TASK DETAILS: The records that follow must be reproduced in full, exactly as written.

### RECORDS

use std::collections::HashSet;

use crate::knowledge::matching::normalize_term;
use crate::models::{AlertCategory, AlertSeverity, Drug, InfectionSeverity};
use crate::validation::messages::MessageTemplates;
use crate::validation::types::{AlertBuilder, EvaluatorError};

use super::{drugs_in, Findings, RuleEvaluator, RuleInput};

const SOURCE: &str = "efficacy";

pub const RULE_CULTURE: &str = "efficacy.culture";
pub const RULE_BREADTH: &str = "efficacy.breadth";

/// Culture-directed coverage and severity-appropriate breadth.
pub struct EfficacyEvaluator;

impl RuleEvaluator for EfficacyEvaluator {
    fn name(&self) -> &'static str {
        SOURCE
    }

    fn category(&self) -> AlertCategory {
        AlertCategory::Efficacy
    }

    fn evaluate(&self, input: &RuleInput<'_>) -> Result<Findings, EvaluatorError> {
        let mut findings = Findings::default();
        check_culture_coverage(input, &mut findings);
        check_breadth(input, &mut findings);
        Ok(findings)
    }
}

// ---------------------------------------------------------------------------
// Culture-directed coverage
// ---------------------------------------------------------------------------

/// Coverage verdict for one reported organism.
struct OrganismResult<'a> {
    reported: &'a str,
    /// `None` when the organism is not in the coverage table.
    covering: Option<Vec<&'a Drug>>,
}

fn check_culture_coverage(input: &RuleInput<'_>, findings: &mut Findings) {
    let mut reported = input.context.reported_organisms();
    if reported.is_empty() {
        return;
    }
    let mut seen = HashSet::new();
    reported.retain(|organism| seen.insert(normalize_term(organism)));

    let results: Vec<OrganismResult> = reported
        .into_iter()
        .map(|organism| OrganismResult {
            reported: organism,
            covering: input
                .rules
                .identify_organism(organism)
                .map(|coverage| drugs_in(input.drugs, &coverage.covered_by)),
        })
        .collect();

    let evidence: Vec<String> = results
        .iter()
        .map(|r| match &r.covering {
            None => format!("{}: organism not in coverage table, activity unconfirmed", r.reported),
            Some(drugs) if drugs.is_empty() => {
                format!("{}: not covered by the selected drugs", r.reported)
            }
            Some(drugs) => format!(
                "{}: covered by {}",
                r.reported,
                drugs
                    .iter()
                    .map(|d| d.canonical_name.as_str())
                    .collect::<Vec<_>>()
                    .join(", ")
            ),
        })
        .collect();

    let confirmed = results
        .iter()
        .find_map(|r| match &r.covering {
            Some(drugs) if !drugs.is_empty() => Some((r.reported, drugs)),
            _ => None,
        });

    let alert = match confirmed {
        Some((organism, drugs)) => {
            let mut builder = AlertBuilder::new(
                SOURCE,
                RULE_CULTURE,
                AlertCategory::Efficacy,
                AlertSeverity::Low,
                MessageTemplates::culture_covered(&drugs[0].canonical_name, organism),
            )
            .passed();
            for drug in drugs {
                builder = builder.drug(drug);
            }
            builder
        }
        None => {
            let organisms: Vec<&str> = results.iter().map(|r| r.reported).collect();
            AlertBuilder::new(
                SOURCE,
                RULE_CULTURE,
                AlertCategory::Efficacy,
                AlertSeverity::High,
                MessageTemplates::culture_not_covered(&organisms),
            )
            .drug_ids(input.drugs.iter().map(|d| d.id.clone()))
            .recommend("Select an agent active against the cultured organism(s).")
            .recommend("Review susceptibility results with microbiology.")
            .justified_override()
        }
    };

    let alert = evidence
        .into_iter()
        .fold(alert, |builder, line| builder.evidence(line))
        .build();
    findings.push(alert);
}

// ---------------------------------------------------------------------------
// Breadth
// ---------------------------------------------------------------------------

fn check_breadth(input: &RuleInput<'_>, findings: &mut Findings) {
    let has_broad_spectrum = !drugs_in(input.drugs, &input.rules.broad_spectrum).is_empty();
    if has_broad_spectrum {
        return;
    }

    match input.context.infection_severity {
        Some(InfectionSeverity::Severe) => findings.push(
            AlertBuilder::new(
                SOURCE,
                RULE_BREADTH,
                AlertCategory::Efficacy,
                AlertSeverity::High,
                MessageTemplates::breadth_severe(),
            )
            .drug_ids(input.drugs.iter().map(|d| d.id.clone()))
            .evidence("Infection severity: severe")
            .evidence("No carbapenem, antipseudomonal beta-lactam or polymyxin selected")
            .recommend("Consider broad-spectrum empirical therapy until cultures return.")
            .justified_override()
            .build(),
        ),
        Some(_) => {}
        None => {
            let selection: Vec<&Drug> = input.drugs.iter().collect();
            findings.missing_once(
                SOURCE,
                RULE_BREADTH,
                AlertCategory::Efficacy,
                AlertSeverity::Low,
                "infection_severity",
                "under-treatment of a severe infection",
                &selection,
            );
        }
    }
}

######

OUTPUT FOR THIS EXERCISE:
use std::collections::HashSet;

use crate::knowledge::matching::normalize_term;
use crate::models::{AlertCategory, AlertSeverity, Drug, InfectionSeverity};
use crate::validation::messages::MessageTemplates;
use crate::validation::types::{AlertBuilder, EvaluatorError};

use super::{drugs_in, Findings, RuleEvaluator, RuleInput};

const SOURCE: &str = "efficacy";

pub const RULE_CULTURE: &str = "efficacy.culture";
pub const RULE_BREADTH: &str = "efficacy.breadth";

/// Culture-directed coverage and severity-appropriate breadth.
pub struct EfficacyEvaluator;

impl RuleEvaluator for EfficacyEvaluator {
    fn name(&self) -> &'static str {
        SOURCE
    }

    fn category(&self) -> AlertCategory {
        AlertCategory::Efficacy
    }

    fn evaluate(&self, input: &RuleInput<'_>) -> Result<Findings, EvaluatorError> {
        let mut findings = Findings::default();
        check_culture_coverage(input, &mut findings);
        check_breadth(input, &mut findings);
        Ok(findings)
    }
}

// ---------------------------------------------------------------------------
// Culture-directed coverage
// ---------------------------------------------------------------------------

/// Coverage verdict for one reported organism.
struct OrganismResult<'a> {
    reported: &'a str,
    /// `None` when the organism is not in the coverage table.
    covering: Option<Vec<&'a Drug>>,
}

fn check_culture_coverage(input: &RuleInput<'_>, findings: &mut Findings) {
    let mut reported = input.context.reported_organisms();
    if reported.is_empty() {
        return;
    }
    let mut seen = HashSet::new();
    reported.retain(|organism| seen.insert(normalize_term(organism)));

    let results: Vec<OrganismResult> = reported
        .into_iter()
        .map(|organism| OrganismResult {
            reported: organism,
            covering: input
                .rules
                .identify_organism(organism)
                .map(|coverage| drugs_in(input.drugs, &coverage.covered_by)),
        })
        .collect();

    let evidence: Vec<String> = results
        .iter()
        .map(|r| match &r.covering {
            None => format!("{}: organism not in coverage table, activity unconfirmed", r.reported),
            Some(drugs) if drugs.is_empty() => {
                format!("{}: not covered by the selected drugs", r.reported)
            }
            Some(drugs) => format!(
                "{}: covered by {}",
                r.reported,
                drugs
                    .iter()
                    .map(|d| d.canonical_name.as_str())
                    .collect::<Vec<_>>()
                    .join(", ")
            ),
        })
        .collect();

    let confirmed = results
        .iter()
        .find_map(|r| match &r.covering {
            Some(drugs) if !drugs.is_empty() => Some((r.reported, drugs)),
            _ => None,
        });

    let alert = match confirmed {
        Some((organism, drugs)) => {
            let mut builder = AlertBuilder::new(
                SOURCE,
                RULE_CULTURE,
                AlertCategory::Efficacy,
                AlertSeverity::Low,
                MessageTemplates::culture_covered(&drugs[0].canonical_name, organism),
            )
            .passed();
            for drug in drugs {
                builder = builder.drug(drug);
            }
            builder
        }
        None => {
            let organisms: Vec<&str> = results.iter().map(|r| r.reported).collect();
            AlertBuilder::new(
                SOURCE,
                RULE_CULTURE,
                AlertCategory::Efficacy,
                AlertSeverity::High,
                MessageTemplates::culture_not_covered(&organisms),
            )
            .drug_ids(input.drugs.iter().map(|d| d.id.clone()))
            .recommend("Select an agent active against the cultured organism(s).")
            .recommend("Review susceptibility results with microbiology.")
            .justified_override()
        }
    };

    let alert = evidence
        .into_iter()
        .fold(alert, |builder, line| builder.evidence(line))
        .build();
    findings.push(alert);
}

// ---------------------------------------------------------------------------
// Breadth
// ---------------------------------------------------------------------------

fn check_breadth(input: &RuleInput<'_>, findings: &mut Findings) {
    let has_broad_spectrum = !drugs_in(input.drugs, &input.rules.broad_spectrum).is_empty();
    if has_broad_spectrum {
        return;
    }

    match input.context.infection_severity {
        Some(InfectionSeverity::Severe) => findings.push(
            AlertBuilder::new(
                SOURCE,
                RULE_BREADTH,
                AlertCategory::Efficacy,
                AlertSeverity::High,
                MessageTemplates::breadth_severe(),
            )
            .drug_ids(input.drugs.iter().map(|d| d.id.clone()))
            .evidence("Infection severity: severe")
            .evidence("No carbapenem, antipseudomonal beta-lactam or polymyxin selected")
            .recommend("Consider broad-spectrum empirical therapy until cultures return.")
            .justified_override()
            .build(),
        ),
        Some(_) => {}
        None => {
            let selection: Vec<&Drug> = input.drugs.iter().collect();
            findings.missing_once(
                SOURCE,
                RULE_BREADTH,
                AlertCategory::Efficacy,
                AlertSeverity::Low,
                "infection_severity",
                "under-treatment of a severe infection",
                &selection,
            );
        }
    }
}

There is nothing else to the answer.